§ HOW TO COMPLETE THIS TASK: Under this line are the records; write out word for word the part that begins at the line containing "use crate::pdf_reader::PdfData;" and ends at the line containing "Blog mode, no source document", and no more.

((

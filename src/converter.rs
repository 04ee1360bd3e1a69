use crate::cli::Mode;
use crate::config::{Config, ARTICLE_FILE};
use crate::docx_reader::DocxData;
use crate::error::RunError;
use crate::folder::ItemFolder;
use crate::index::{self, IndexEntry};
use crate::markdown::MarkdownData;
use crate::odt_reader::OdtData;
use crate::pdf_reader::PdfData;
use crate::reader::DocumentReader;
use crate::shell::ShellTemplate;
use crate::source::{self, SourceFile, SourceKind};
use anyhow::{Context, Result};
use std::fs;
use std::path::{Path, PathBuf};
use tracing::{debug, error, info};

pub const PLACEHOLDER_BODY: &str =
    "<p class='fineprint'>(Kein Artikel-Quelldokument gefunden.)</p>";

/// What happened to one item folder
#[derive(Debug, Clone, Copy, PartialEq, Eq)]
pub enum FolderOutcome {
    Converted,
    UpToDate,
    /// Blog mode, no source document
    Skipped,
    /// Collection mode, no source document, placeholder article written
    Placeholder,
    /// Collection mode, no source document, existing article kept
    NoSource,
    Failed,
}

#[derive(Debug, Default)]
pub struct RunSummary {
    /// Slug and outcome per folder, in processing order
    pub outcomes: Vec<(String, FolderOutcome)>,
    pub index_path: Option<PathBuf>,
}

impl RunSummary {
    pub fn count(&self, outcome: FolderOutcome) -> usize {
        self.outcomes.iter().filter(|(_, o)| *o == outcome).count()
    }

    pub fn converted(&self) -> usize {
        self.count(FolderOutcome::Converted)
    }
}

/// Convert every item folder below `config.root` and, in collection mode,
/// write the collection index.
pub fn run(config: &Config) -> Result<RunSummary> {
    if !config.root.is_dir() {
        return Err(RunError::RootMissing(config.root.clone()).into());
    }

    let mut summary = RunSummary::default();
    let mut entries = Vec::new();

    for dir in item_folders(&config.root)? {
        let slug = dir
            .file_name()
            .map(|n| n.to_string_lossy().to_string())
            .unwrap_or_default();

        let (outcome, entry) = process_folder(config, &dir, &slug);
        entries.extend(entry);
        summary.outcomes.push((slug, outcome));
    }

    match config.mode {
        Mode::Collection => {
            index::write_index(&config.index_path, &entries)?;
            info!(
                "Done. Converted {} article(s). Wrote {}",
                summary.converted(),
                config.index_path.display()
            );
            summary.index_path = Some(config.index_path.clone());
        }
        Mode::Blog => {
            info!("Done. Converted {} article(s).", summary.converted());
        }
    }

    Ok(summary)
}

/// Immediate sub-directories of the root, in lexical name order
fn item_folders(root: &Path) -> Result<Vec<PathBuf>> {
    let mut dirs = Vec::new();
    for entry in fs::read_dir(root).with_context(|| format!("Failed to list {}", root.display()))? {
        let entry = entry?;
        if entry.file_type()?.is_dir() {
            dirs.push(entry.path());
        }
    }
    dirs.sort_by_key(|p| p.file_name().map(|n| n.to_os_string()));
    Ok(dirs)
}

/// Convert one folder. In collection mode the index entry is produced even
/// when the folder cannot be listed or converted.
fn process_folder(config: &Config, dir: &Path, slug: &str) -> (FolderOutcome, Option<IndexEntry>) {
    let item = ItemFolder::load(dir, slug);
    let title = match config.mode {
        Mode::Collection => item.resolved_title(),
        Mode::Blog => item.slug_title(),
    };
    let out_html = dir.join(ARTICLE_FILE);

    let outcome = match source::pick_source(dir) {
        Ok(Some(src)) => convert_if_stale(config, &item.slug, &src, &title, &out_html),
        Err(e) => {
            error!("  ✗ ERROR reading {}: {}", item.slug, e);
            FolderOutcome::Failed
        }
        Ok(None) => match config.mode {
            Mode::Blog => {
                info!("– {}: no source document, skipping", item.slug);
                FolderOutcome::Skipped
            }
            Mode::Collection => write_placeholder(&config.shell, &item.slug, &title, &out_html),
        },
    };

    let entry = match config.mode {
        Mode::Collection => Some(IndexEntry::build(config, &item, &title)),
        Mode::Blog => None,
    };

    (outcome, entry)
}

fn convert_if_stale(
    config: &Config,
    slug: &str,
    src: &SourceFile,
    title: &str,
    out_html: &Path,
) -> FolderOutcome {
    if !config.force && is_up_to_date(out_html, src) {
        info!(
            "✓ {}: {} is up to date (source: {})",
            slug,
            ARTICLE_FILE,
            src.file_name()
        );
        return FolderOutcome::UpToDate;
    }

    info!("→ Converting: {} ({})", slug, src.file_name());
    let result = convert_file(&src.path, Some(src.kind), title, &config.shell).and_then(|html| {
        fs::write(out_html, html)
            .with_context(|| format!("Failed to write {}", out_html.display()))
    });

    match result {
        Ok(()) => {
            info!("  ✓ wrote {}", out_html.display());
            FolderOutcome::Converted
        }
        Err(e) => {
            error!("  ✗ ERROR converting {}: {:#}", slug, e);
            FolderOutcome::Failed
        }
    }
}

/// Up to date when the article exists and is not older than its source
fn is_up_to_date(out_html: &Path, src: &SourceFile) -> bool {
    match fs::metadata(out_html).and_then(|m| m.modified()) {
        Ok(out_modified) => out_modified >= src.modified,
        Err(_) => false,
    }
}

fn write_placeholder(shell: &ShellTemplate, slug: &str, title: &str, out_html: &Path) -> FolderOutcome {
    if out_html.exists() {
        debug!("{}: no source document, keeping existing {}", slug, ARTICLE_FILE);
        return FolderOutcome::NoSource;
    }

    match fs::write(out_html, shell.render(title, PLACEHOLDER_BODY)) {
        Ok(()) => {
            info!("○ {}: no source document, wrote placeholder", slug);
            FolderOutcome::Placeholder
        }
        Err(e) => {
            error!("  ✗ ERROR writing placeholder for {}: {}", slug, e);
            FolderOutcome::Failed
        }
    }
}

/// Convert one source file to a complete HTML document.
/// Without a recognized kind the article is empty.
pub fn convert_file(
    path: &Path,
    kind: Option<SourceKind>,
    title: &str,
    shell: &ShellTemplate,
) -> Result<String> {
    let body = match kind {
        Some(kind) => open_reader(kind, path)?.body_html()?,
        None => String::new(),
    };
    Ok(shell.render(title, &body))
}

fn open_reader(kind: SourceKind, path: &Path) -> Result<Box<dyn DocumentReader>> {
    Ok(match kind {
        SourceKind::Docx => Box::new(DocxData::open(path)?),
        SourceKind::Pdf => Box::new(PdfData::open(path)?),
        SourceKind::Odt => Box::new(OdtData::open(path)?),
        SourceKind::Markdown => Box::new(MarkdownData::open(path)?),
    })
}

))

§ RESULT OF THIS TASK:
use crate::pdf_reader::PdfData;
use crate::reader::DocumentReader;
use crate::shell::ShellTemplate;
use crate::source::{self, SourceFile, SourceKind};
use anyhow::{Context, Result};
use std::fs;
use std::path::{Path, PathBuf};
use tracing::{debug, error, info};

pub const PLACEHOLDER_BODY: &str =
    "<p class='fineprint'>(Kein Artikel-Quelldokument gefunden.)</p>";

/// What happened to one item folder
#[derive(Debug, Clone, Copy, PartialEq, Eq)]
pub enum FolderOutcome {
    Converted,
    UpToDate,
    /// Blog mode, no source document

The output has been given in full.